Dr. Giovanni Cannavò, Dr. Diego Mulé∗∗

Il consenso informato al trattamento medico-chirurgico è basilare in ogni rapporto tra medico e paziente nella medicina moderna. Le sue origini risalgono allo spirito calvinista diffusosi in Francia e in Germania agli inizi del 16° secolo come tutela dell’homo economicus, per il quale la malattia non deve essere un impedimento al buon andamento degli affari. Da qui l’obbligo da parte del medico di informare il paziente sui rischi del trattamento per consentirgli di organizzare la propria attività; in qualche modo comincia a modificarsi l’atteggiamento del paziente, che non si abbandona più ciecamente al medico, ma è sempre più interessato ad una partecipazione responsabile alle scelte sulla propria salute.
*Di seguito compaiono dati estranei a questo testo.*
//! Wire-level records exchanged with the payment gateways
//!
//! Field names follow the gateway protocol (camelCase, Indonesian banking
//! vocabulary); the Rust side uses snake_case with serde renames. All fields
//! are opaque strings per the protocol — STAN/RRN sequencing identifiers
//! included.

pub mod request;
pub mod response;

pub use request::{AuthRequest, FundTransferRequest, InquiryRequest, PaymentVaRequest};
pub use response::{AuthResponse, FeeLine, InquiryResponse, ResponseStatus};
//! Input masking and display grouping helpers
//!
//! Pure string transforms used by the step forms. The canonical stored value
//! is always the digit-only string; `currency` and `virtual_account` are
//! display-only groupings and never feed back into stored state.

/// Strip every non-digit character
pub fn only_digits(s: &str) -> String {
    s.chars().filter(|c| c.is_ascii_digit()).collect()
}

/// Group a digit string into thousands with `.` separators, right-aligned:
/// `"1500000"` becomes `"1.500.000"`
pub fn currency(s: &str) -> String {
    let digits = only_digits(s);
    if digits.is_empty() {
        return digits;
    }

    let mut out = String::with_capacity(digits.len() + digits.len() / 3);
    let offset = digits.len() % 3;
    for (i, c) in digits.chars().enumerate() {
        if i != 0 && (i + 3 - offset) % 3 == 0 {
            out.push('.');
        }
        out.push(c);
    }
    out
}

/// Group a digit string into 4-digit blocks, left-aligned:
/// `"8808123456789012"` becomes `"8808 1234 5678 9012"`
pub fn virtual_account(s: &str) -> String {
    let digits = only_digits(s);
    let mut out = String::with_capacity(digits.len() + digits.len() / 4);
    for (i, c) in digits.chars().enumerate() {
        if i != 0 && i % 4 == 0 {
            out.push(' ');
        }
        out.push(c);
    }
    out
}

#[cfg(test)]
mod tests {
    use super::*;

    #[test]
    fn test_only_digits() {
        assert_eq!(only_digits("12a3-4 5"), "12345");
        assert_eq!(only_digits("Rp 1.500"), "1500");
        assert_eq!(only_digits("abc"), "");
        assert_eq!(only_digits(""), "");
    }

    #[test]
    fn test_only_digits_idempotent() {
        for s in ["8808 1234", "1.500.000", "x9y8", "", "000"] {
            let once = only_digits(s);
            assert_eq!(only_digits(&once), once);
        }
    }

    #[test]
    fn test_currency_grouping() {
        assert_eq!(currency("0"), "0");
        assert_eq!(currency("100"), "100");
        assert_eq!(currency("1000"), "1.000");
        assert_eq!(currency("150000"), "150.000");
        assert_eq!(currency("1500000"), "1.500.000");
        assert_eq!(currency(""), "");
    }

    #[test]
    fn test_currency_strips_before_grouping() {
        assert_eq!(currency("1.500.000"), "1.500.000");
        assert_eq!(currency("Rp1500000"), "1.500.000");
    }

    #[test]
    fn test_currency_round_trips_through_only_digits() {
        for s in ["7", "4200", "999999999", "12.345"] {
            let canonical = only_digits(s);
            let shown = currency(s);
            assert!(shown.chars().all(|c| c.is_ascii_digit() || c == '.'));
            assert_eq!(only_digits(&shown), canonical);
        }
    }

    #[test]
    fn test_virtual_account_grouping() {
        assert_eq!(virtual_account("8808123456789012"), "8808 1234 5678 9012");
        assert_eq!(virtual_account("880812"), "8808 12");
        assert_eq!(virtual_account("88"), "88");
        assert_eq!(virtual_account(""), "");
    }

    #[test]
    fn test_virtual_account_strips_before_grouping() {
        assert_eq!(virtual_account("8808 1234 56"), "8808 1234 56");
    }
}
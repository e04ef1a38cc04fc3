use std::path::PathBuf;

use anyhow::Result;
use clap::{Parser, Subcommand};

use vateller::config::Settings;
use vateller::gateway::{HttpExternalGateway, HttpInternalGateway};

#[derive(Parser)]
#[command(
    name = "vateller",
    author = "Dimas Prakoso",
    version,
    about = "Terminal-based virtual account payment teller",
    long_about = "vateller walks a teller through a virtual-account transaction \
                  from the terminal: inquiry, review, payment, and fee transfer, \
                  against the internal and external payment gateways."
)]
struct Cli {
    /// Path to a JSON settings file (environment variables override it)
    #[arg(short, long, env = "VATELLER_CONFIG")]
    config: Option<PathBuf>,

    #[command(subcommand)]
    command: Option<Commands>,
}

#[derive(Subcommand)]
enum Commands {
    /// Launch the transaction wizard (default)
    #[command(alias = "ui")]
    Run,

    /// Show resolved configuration (secrets redacted)
    Config,
}

fn main() -> Result<()> {
    let cli = Cli::parse();

    let settings = Settings::load(cli.config.as_deref())?;
    init_tracing(&settings)?;

    match cli.command.unwrap_or(Commands::Run) {
        Commands::Run => {
            tracing::info!(
                internal = %settings.internal_base_url,
                external = %settings.external_base_url,
                "starting wizard"
            );
            let internal = Box::new(HttpInternalGateway::new(&settings));
            let external = Box::new(HttpExternalGateway::new(&settings));
            vateller::tui::run_tui(settings, internal, external)?;
        }
        Commands::Config => {
            println!("vateller configuration");
            println!("======================");
            println!("{}", serde_json::to_string_pretty(&settings.redacted())?);
        }
    }

    Ok(())
}

/// Log to the configured file; stdout belongs to the TUI, so without a
/// log file tracing stays uninitialized and events are dropped.
fn init_tracing(settings: &Settings) -> Result<()> {
    let Some(ref path) = settings.log_file else {
        return Ok(());
    };

    let file = std::fs::OpenOptions::new()
        .create(true)
        .append(true)
        .open(path)?;

    tracing_subscriber::fmt()
        .with_env_filter(
            tracing_subscriber::EnvFilter::try_from_default_env()
                .unwrap_or_else(|_| tracing_subscriber::EnvFilter::new("info")),
        )
        .with_writer(std::sync::Mutex::new(file))
        .with_ansi(false)
        .init();

    Ok(())
}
Venendo a tempi più recenti, l’importanza del consenso come premessa ad ogni approccio clinico è stata sancita dal Consiglio d’Europa il 4.4.1997 ad Oviedo, dove l’Italia ha sottoscritto la Convenzione sui Diritti dell’Uomo e la Biomedicina.

L’articolo 5 prevede la necessità del Consenso per ogni trattamento medico, mentre l’articolo 15 lo prevede per ogni ricerca scientifica. Fanno eccezione le situazioni di urgenza (art.8) e la incapacità ad esprimere un consenso consapevole (art.6).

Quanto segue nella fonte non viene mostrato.